Bebês de dois meses ainda não compreendem a fala, mas eles leem as emoções das pessoas pela expressão facial e entendem a entonação das vozes.
Mães e pais modernos querem estar na mesma frequência que o bebê, de modo que haja unidade, comunidade, quando tudo é compreendido, mesmo que não seja dito. No entanto, esse mundo perfeito nem sempre é possível. A mãe nem sempre entende o que o bebê quer. E o bebê não entende você.
Isso é ruim?
Isso é normal, porque o bebê ainda não sabe falar e não entende a linguagem. Por isso, vocês não têm a possibilidade de se comunicar no sentido mais comum do termo. Mesmo assim, a comunicação entre vocês é possível. E acontece todos os dias!
Como?
Em primeiro lugar, por meio das expressões faciais. As pessoas recebem a maior parte das informações sobre o mundo por meio da visão. Os bebês também.
Os bebês começam a distinguir rostos bem cedo. A partir de duas semanas, eles sabem inconfundivelmente quem está ali: a mãe, o pai ou uma pessoa estranha. Os bebês também são capazes de imitar as expressões faciais dos adultos. Se você colocar a língua para fora ou abrir bem a boca, é bem possível que o bebê copie ou, pelo menos, tente copiar [1].

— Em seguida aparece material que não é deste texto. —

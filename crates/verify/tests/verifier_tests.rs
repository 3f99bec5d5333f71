//! Integration tests for composed media verification.

use async_trait::async_trait;
use pressroom_core::Checksum;
use pressroom_verify::error::{VerifyError, VerifyResult};
use pressroom_verify::{DurationProbe, IntegrityVerifier};
use std::path::{Path, PathBuf};
use std::sync::Arc;

/// Probe that reports a fixed duration for every file.
struct FixedProbe(f64);

#[async_trait]
impl DurationProbe for FixedProbe {
    async fn probe_seconds(&self, _path: &Path) -> VerifyResult<f64> {
        Ok(self.0)
    }
}

/// Probe that always fails.
struct BrokenProbe;

#[async_trait]
impl DurationProbe for BrokenProbe {
    async fn probe_seconds(&self, _path: &Path) -> VerifyResult<f64> {
        Err(VerifyError::ProbeFailed("no decodable stream".to_string()))
    }
}

async fn write_file(dir: &tempfile::TempDir, name: &str, data: &[u8]) -> PathBuf {
    let path = dir.path().join(name);
    tokio::fs::write(&path, data).await.unwrap();
    path
}

#[tokio::test]
async fn no_expectations_is_overall_valid() {
    let dir = tempfile::tempdir().unwrap();
    let path = write_file(&dir, "a.wav", b"audio bytes").await;
    let verifier = IntegrityVerifier::new(Arc::new(FixedProbe(100.0)));

    let result = verifier
        .verify_media_file(&path, None, None, 2.0)
        .await
        .unwrap();

    assert!(result.overall_valid());
    assert!(result.checksum_valid);
    assert_eq!(result.duration_valid, None);
    assert!(result.errors.is_empty());
}

#[tokio::test]
async fn matching_checksum_and_duration_within_tolerance() {
    let dir = tempfile::tempdir().unwrap();
    let data = b"master take";
    let path = write_file(&dir, "a.wav", data).await;
    let expected = Checksum::compute(data).to_hex();
    // Probed 181.4s against expected 180s with 2s tolerance: passes.
    let verifier = IntegrityVerifier::new(Arc::new(FixedProbe(181.4)));

    let result = verifier
        .verify_media_file(&path, Some(&expected), Some(180.0), 2.0)
        .await
        .unwrap();

    assert!(result.overall_valid());
    assert_eq!(result.duration_valid, Some(true));
}

#[tokio::test]
async fn duration_out_of_tolerance_fails_with_duration_error_only() {
    let dir = tempfile::tempdir().unwrap();
    let data = b"master take";
    let path = write_file(&dir, "a.wav", data).await;
    let expected = Checksum::compute(data).to_hex();
    // Probed 184s against expected 180s with 2s tolerance: fails.
    let verifier = IntegrityVerifier::new(Arc::new(FixedProbe(184.0)));

    let result = verifier
        .verify_media_file(&path, Some(&expected), Some(180.0), 2.0)
        .await
        .unwrap();

    assert!(!result.overall_valid());
    assert!(result.checksum_valid);
    assert_eq!(result.duration_valid, Some(false));
    assert_eq!(result.errors.len(), 1);
    assert!(result.errors[0].contains("duration"));
    assert!(!result.errors[0].contains("checksum"));
}

#[tokio::test]
async fn wrong_checksum_fails_even_with_matching_duration() {
    let dir = tempfile::tempdir().unwrap();
    let path = write_file(&dir, "a.wav", b"actual bytes").await;
    let wrong = Checksum::compute(b"different bytes").to_hex();
    let verifier = IntegrityVerifier::new(Arc::new(FixedProbe(180.0)));

    let result = verifier
        .verify_media_file(&path, Some(&wrong), Some(180.0), 2.0)
        .await
        .unwrap();

    assert!(!result.overall_valid());
    assert!(!result.checksum_valid);
    assert_eq!(result.duration_valid, Some(true));
    assert!(result.errors.iter().any(|e| e.contains("checksum")));
}

#[tokio::test]
async fn probe_failure_fails_duration_check() {
    let dir = tempfile::tempdir().unwrap();
    let path = write_file(&dir, "a.wav", b"bytes").await;
    let verifier = IntegrityVerifier::new(Arc::new(BrokenProbe));

    let result = verifier
        .verify_media_file(&path, None, Some(120.0), 2.0)
        .await
        .unwrap();

    assert!(!result.overall_valid());
    assert_eq!(result.duration_valid, Some(false));
    assert!(result.errors.iter().any(|e| e.contains("probe")));
}

#[tokio::test]
async fn verify_duration_surfaces_probe_errors_unfolded() {
    let dir = tempfile::tempdir().unwrap();
    let path = write_file(&dir, "a.wav", b"bytes").await;
    let verifier = IntegrityVerifier::new(Arc::new(BrokenProbe));

    let err = verifier
        .verify_duration(&path, Some(120.0), 2.0)
        .await
        .unwrap_err();
    assert!(matches!(err, VerifyError::ProbeFailed(_)));
}

#[tokio::test]
async fn non_positive_expected_duration_is_vacuous() {
    let dir = tempfile::tempdir().unwrap();
    let path = write_file(&dir, "a.wav", b"bytes").await;
    let verifier = IntegrityVerifier::new(Arc::new(BrokenProbe));

    for expected in [Some(0.0), Some(-3.0), None] {
        let result = verifier
            .verify_media_file(&path, None, expected, 2.0)
            .await
            .unwrap();
        assert!(result.overall_valid());
        assert_eq!(result.duration_valid, None);
    }
}
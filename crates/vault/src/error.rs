//! Error types for the reference vault.

use thiserror::Error;

/// Vault error type.
#[derive(Debug, Error)]
pub enum VaultError {
    #[error("key material error: {0}")]
    KeyMaterial(String),

    #[error("reference too long: {len} chars even after fallback encoding (max {max})")]
    ReferenceTooLong { len: usize, max: usize },

    #[error("reference does not resolve to an existing file: {0}")]
    Unresolvable(String),

    #[error("io error: {0}")]
    Io(#[from] std::io::Error),
}

/// Result type alias for vault operations.
pub type VaultResult<T> = std::result::Result<T, VaultError>;
//! Opaque reference vault and media store for Pressroom.
//!
//! This crate provides:
//! - Reference tokens that hide real storage paths from every caller,
//!   with backward-compatible decoding of all historical token formats
//! - The category-scoped media store that exclusively owns real paths
//!
//! Tokens of every generation coexist in storage indefinitely, so decoding
//! classifies a token's format by structural shape before touching it; no
//! version field was ever recorded.

pub mod error;
pub mod format;
pub mod keys;
pub mod store;
pub mod vault;

pub use error::{VaultError, VaultResult};
pub use format::TokenFormat;
pub use keys::KeyMaterial;
pub use store::MediaStore;
pub use vault::ReferenceVault;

Nos anos 1970, o psicólogo norte-americano Edward Tronic realizou um experimento em que testou como os bebês reagem às expressões faciais dos pais. De início, as mães sorriam para a criança, e então mudaram para expressão para algo frio e distante. Os bebês sempre notaram a mudança. Eles ficaram confusos em primeiro lugar, e então tentaram chamar a atenção delas com gestos e sorrisos. Quando nada mais funcionava, eles começavam a chorar [2].
O que podemos aprender com esse estudo? Que a comunicação por meio do contato visual e das expressões faciais é importante. Sorria, faça caretas. Compartilhe a alegria, a surpresa, o interesse e o prazer.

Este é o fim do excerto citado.